= WHAT IS BEING ASKED =
Find the line with "property as the" in the records below. Copy it and every line after it, up to and including the line with "pub const BOOLEAN_EXPECTED: ErrorCode".

☆ ☆ ☆ ☆ ☆

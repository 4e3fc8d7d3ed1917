//! Error types for the engine

use crate::value::JsValue;
use serde::Serialize;
use thiserror::Error;

/// Source location information for error messages
#[derive(Debug, Clone, Copy, PartialEq, Eq, Default, Serialize)]
pub struct SourceLocation {
    pub line: u32,
    pub column: u32,
    /// Byte offset into the source text
    pub offset: u32,
}

impl std::fmt::Display for SourceLocation {
    fn fmt(&self, f: &mut std::fmt::Formatter<'_>) -> std::fmt::Result {
        write!(f, "{}:{}", self.line, self.column)
    }
}

/// JScript-style numeric error code.
///
/// Script-visible Error objects carry it in their `number` property as the
/// full 0x800Axxxx value.
#[derive(Debug, Clone, Copy, PartialEq, Eq, Hash, Serialize)]
pub struct ErrorCode(pub u16);

impl ErrorCode {
    pub const OUT_OF_MEMORY: ErrorCode = ErrorCode(7);
    pub const STACK_OVERFLOW: ErrorCode = ErrorCode(28);
    pub const UNSUPPORTED_ACTION: ErrorCode = ErrorCode(445);
    pub const PROPERTY_NOT_SUPPORTED: ErrorCode = ErrorCode(438);
    pub const MISSING_ARG: ErrorCode = ErrorCode(449);
    pub const SYNTAX: ErrorCode = ErrorCode(1002);
    pub const MISSING_SEMICOLON: ErrorCode = ErrorCode(1004);
    pub const MISSING_LPAREN: ErrorCode = ErrorCode(1005);
    pub const MISSING_RPAREN: ErrorCode = ErrorCode(1006);
    pub const MISSING_RBRACKET: ErrorCode = ErrorCode(1007);
    pub const EXPECTED_IDENTIFIER: ErrorCode = ErrorCode(1010);
    pub const MISSING_RBRACE: ErrorCode = ErrorCode(1009);
    pub const INVALID_CHARACTER: ErrorCode = ErrorCode(1014);
    pub const UNTERMINATED_STRING: ErrorCode = ErrorCode(1015);
    pub const MISPLACED_RETURN: ErrorCode = ErrorCode(1018);
    pub const INVALID_BREAK: ErrorCode = ErrorCode(1019);
    pub const INVALID_CONTINUE: ErrorCode = ErrorCode(1020);
    pub const LABEL_REDEFINED: ErrorCode = ErrorCode(1025);
    pub const LABEL_NOT_FOUND: ErrorCode = ErrorCode(1026);
    pub const DUPLICATE_DECLARATION: ErrorCode = ErrorCode(1050);
    pub const NUMBER_EXPECTED: ErrorCode = ErrorCode(5001);
    pub const FUNCTION_EXPECTED: ErrorCode = ErrorCode(5002);
    pub const STRING_EXPECTED: ErrorCode = ErrorCode(5005);
    pub const DATE_EXPECTED: ErrorCode = ErrorCode(5006);
    pub const OBJECT_EXPECTED: ErrorCode = ErrorCode(5007);
    pub const ILLEGAL_ASSIGN: ErrorCode = ErrorCode(5008);
    pub const UNDEFINED_VARIABLE: ErrorCode = ErrorCode(5009);
    pub const BOOLEAN_EXPECTED: ErrorCode = ErrorCode(5010);
    pub const INVALID_LENGTH: ErrorCode = ErrorCode(5029);
    pub const REGEXP_EXPECTED: ErrorCode = ErrorCode(5016);
    pub const REGEXP_SYNTAX: ErrorCode = ErrorCode(5017);
    pub const INVALID_PROTOTYPE: ErrorCode = ErrorCode(5034);
    pub const OBJECT_NOT_EXTENSIBLE: ErrorCode = ErrorCode(5041);
    pub const NONCONFIGURABLE_REDEFINED: ErrorCode = ErrorCode(5042);
    pub const NONWRITABLE_MODIFIED: ErrorCode = ErrorCode(5043);
    pub const CONST_ASSIGNMENT: ErrorCode = ErrorCode(5045);
    pub const JSON_SYNTAX: ErrorCode = ErrorCode(5051);
    pub const KEY_NOT_OBJECT: ErrorCode = ErrorCode(5052);

    /// The HRESULT-like value exposed as `Error.prototype.number`
    pub fn number(self) -> i32 {
        (0x800A_0000_u32 | u32::from(self.0)) as i32
    }
}

impl std::fmt::Display for ErrorCode {
    fn fmt(&self, f: &mut std::fmt::Formatter<'_>) -> std::fmt::Result {
        write!(f, "0x{:08X}", self.number() as u32)
    }
}

/// Which Error constructor an engine-raised error maps to
#[derive(Debug, Clone, Copy, PartialEq, Eq, Hash, Serialize)]
pub enum ErrorKind {
    Error,
    Eval,
    Range,
    Reference,
    Syntax,
    Type,
    Uri,
}

impl ErrorKind {
    /// Constructor name, e.g. `"TypeError"`
    pub fn name(self) -> &'static str {
        match self {
            ErrorKind::Error => "Error",
            ErrorKind::Eval => "EvalError",
            ErrorKind::Range => "RangeError",
            ErrorKind::Reference => "ReferenceError",
            ErrorKind::Syntax => "SyntaxError",
            ErrorKind::Type => "TypeError",
            ErrorKind::Uri => "URIError",
        }
    }

    pub const ALL: [ErrorKind; 7] = [
        ErrorKind::Error,
        ErrorKind::Eval,
        ErrorKind::Range,
        ErrorKind::Reference,
        ErrorKind::Syntax,
        ErrorKind::Type,
        ErrorKind::Uri,
    ];
}

/// Main error type for the engine
#[derive(Debug, Clone, Error)]
pub enum JsError {
    /// Compile-time error; aborts the whole compilation unit
    #[error("SyntaxError: {message} at {location}")]
    Syntax {
        code: ErrorCode,
        message: String,
        location: SourceLocation,
    },

    /// Error raised by the engine itself (TypeError, ReferenceError, ...).
    /// Catchable; materialized as an Error object when script observes it.
    #[error("{}: {message}", .kind.name())]
    Runtime {
        kind: ErrorKind,
        code: ErrorCode,
        message: String,
    },

    /// A script-level `throw` (or a runtime error already materialized)
    #[error("Uncaught exception: {message}")]
    Thrown { value: JsValue, message: String },

    /// Allocation failure. Not catchable by script.
    #[error("Out of memory")]
    OutOfMemory,

    /// A host callback failed without exception details
    #[error("Host error: {message}")]
    Host { message: String },

    /// The host already handled the report for this failure
    #[error("Error already reported")]
    AlreadyReported,

    #[error("Internal error: {0}")]
    Internal(String),
}

impl JsError {
    pub fn syntax_error(code: ErrorCode, message: impl Into<String>, location: SourceLocation) -> Self {
        JsError::Syntax {
            code,
            message: message.into(),
            location,
        }
    }

    pub fn runtime(kind: ErrorKind, code: ErrorCode, message: impl Into<String>) -> Self {
        JsError::Runtime {
            kind,
            code,
            message: message.into(),
        }
    }

    pub fn type_error(code: ErrorCode, message: impl Into<String>) -> Self {
        Self::runtime(ErrorKind::Type, code, message)
    }

    /// `'name' is undefined`
    pub fn reference_error(name: &str) -> Self {
        Self::runtime(
            ErrorKind::Reference,
            ErrorCode::UNDEFINED_VARIABLE,
            format!("'{}' is undefined", name),
        )
    }

    pub fn range_error(code: ErrorCode, message: impl Into<String>) -> Self {
        Self::runtime(ErrorKind::Range, code, message)
    }

    pub fn object_expected() -> Self {
        Self::type_error(ErrorCode::OBJECT_EXPECTED, "Object expected")
    }

    pub fn function_expected() -> Self {
        Self::type_error(ErrorCode::FUNCTION_EXPECTED, "Function expected")
    }

    pub fn internal_error(message: impl Into<String>) -> Self {
        JsError::Internal(message.into())
    }

    /// Whether script-level `try`/`catch` may observe this error
    pub fn is_catchable(&self) -> bool {
        matches!(self, JsError::Runtime { .. } | JsError::Thrown { .. })
    }

    /// Error code reported to the host
    pub fn code(&self) -> ErrorCode {
        match self {
            JsError::Syntax { code, .. } | JsError::Runtime { code, .. } => *code,
            JsError::OutOfMemory => ErrorCode::OUT_OF_MEMORY,
            JsError::Thrown { .. }
            | JsError::Host { .. }
            | JsError::AlreadyReported
            | JsError::Internal(_) => ErrorCode::UNSUPPORTED_ACTION,
        }
    }

    /// The thrown value, if this is a script exception that already has one
    pub fn thrown_value(&self) -> Option<&JsValue> {
        match self {
            JsError::Thrown { value, .. } => Some(value),
            _ => None,
        }
    }
}

/// Failure reported by a host object callback.
#[derive(Debug, Clone, Default)]
pub struct HostError {
    pub message: String,
    /// Script-visible exception value. Without one the failure is not
    /// catchable by script.
    pub exception: Option<JsValue>,
}

impl HostError {
    pub fn new(message: impl Into<String>) -> Self {
        Self {
            message: message.into(),
            exception: None,
        }
    }

    pub fn with_exception(message: impl Into<String>, exception: JsValue) -> Self {
        Self {
            message: message.into(),
            exception: Some(exception),
        }
    }
}

impl From<HostError> for JsError {
    fn from(err: HostError) -> Self {
        match err.exception {
            Some(value) => JsError::Thrown {
                value,
                message: err.message,
            },
            None => JsError::Host {
                message: err.message,
            },
        }
    }
}

impl From<crate::gc::GcError> for JsError {
    fn from(_: crate::gc::GcError) -> Self {
        JsError::OutOfMemory
    }
}

/// Package handed to the host error callback for an unhandled failure.
#[derive(Debug, Clone, PartialEq, Serialize)]
pub struct ErrorReport {
    /// Numeric error code (`0x800Axxxx`)
    pub code: i32,
    pub message: String,
    /// The source line the failure points at, if known
    pub source_line: Option<String>,
    pub line: u32,
    pub column: u32,
    /// Name of the compilation unit
    pub unit: String,
    /// Instruction offset inside the unit, for runtime failures
    pub offset: Option<u32>,
}

impl ErrorReport {
    /// Serialize as JSON for host logging
    pub fn to_json(&self) -> String {
        serde_json::to_string(self).unwrap_or_default()
    }
}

☆ ☆ ☆ ☆ ☆

= OUTPUT OF THE TASK =
/// Script-visible Error objects carry it in their `number` property as the
/// full 0x800Axxxx value.
#[derive(Debug, Clone, Copy, PartialEq, Eq, Hash, Serialize)]
pub struct ErrorCode(pub u16);

impl ErrorCode {
    pub const OUT_OF_MEMORY: ErrorCode = ErrorCode(7);
    pub const STACK_OVERFLOW: ErrorCode = ErrorCode(28);
    pub const UNSUPPORTED_ACTION: ErrorCode = ErrorCode(445);
    pub const PROPERTY_NOT_SUPPORTED: ErrorCode = ErrorCode(438);
    pub const MISSING_ARG: ErrorCode = ErrorCode(449);
    pub const SYNTAX: ErrorCode = ErrorCode(1002);
    pub const MISSING_SEMICOLON: ErrorCode = ErrorCode(1004);
    pub const MISSING_LPAREN: ErrorCode = ErrorCode(1005);
    pub const MISSING_RPAREN: ErrorCode = ErrorCode(1006);
    pub const MISSING_RBRACKET: ErrorCode = ErrorCode(1007);
    pub const EXPECTED_IDENTIFIER: ErrorCode = ErrorCode(1010);
    pub const MISSING_RBRACE: ErrorCode = ErrorCode(1009);
    pub const INVALID_CHARACTER: ErrorCode = ErrorCode(1014);
    pub const UNTERMINATED_STRING: ErrorCode = ErrorCode(1015);
    pub const MISPLACED_RETURN: ErrorCode = ErrorCode(1018);
    pub const INVALID_BREAK: ErrorCode = ErrorCode(1019);
    pub const INVALID_CONTINUE: ErrorCode = ErrorCode(1020);
    pub const LABEL_REDEFINED: ErrorCode = ErrorCode(1025);
    pub const LABEL_NOT_FOUND: ErrorCode = ErrorCode(1026);
    pub const DUPLICATE_DECLARATION: ErrorCode = ErrorCode(1050);
    pub const NUMBER_EXPECTED: ErrorCode = ErrorCode(5001);
    pub const FUNCTION_EXPECTED: ErrorCode = ErrorCode(5002);
    pub const STRING_EXPECTED: ErrorCode = ErrorCode(5005);
    pub const DATE_EXPECTED: ErrorCode = ErrorCode(5006);
    pub const OBJECT_EXPECTED: ErrorCode = ErrorCode(5007);
    pub const ILLEGAL_ASSIGN: ErrorCode = ErrorCode(5008);
    pub const UNDEFINED_VARIABLE: ErrorCode = ErrorCode(5009);
    pub const BOOLEAN_EXPECTED: ErrorCode = ErrorCode(5010);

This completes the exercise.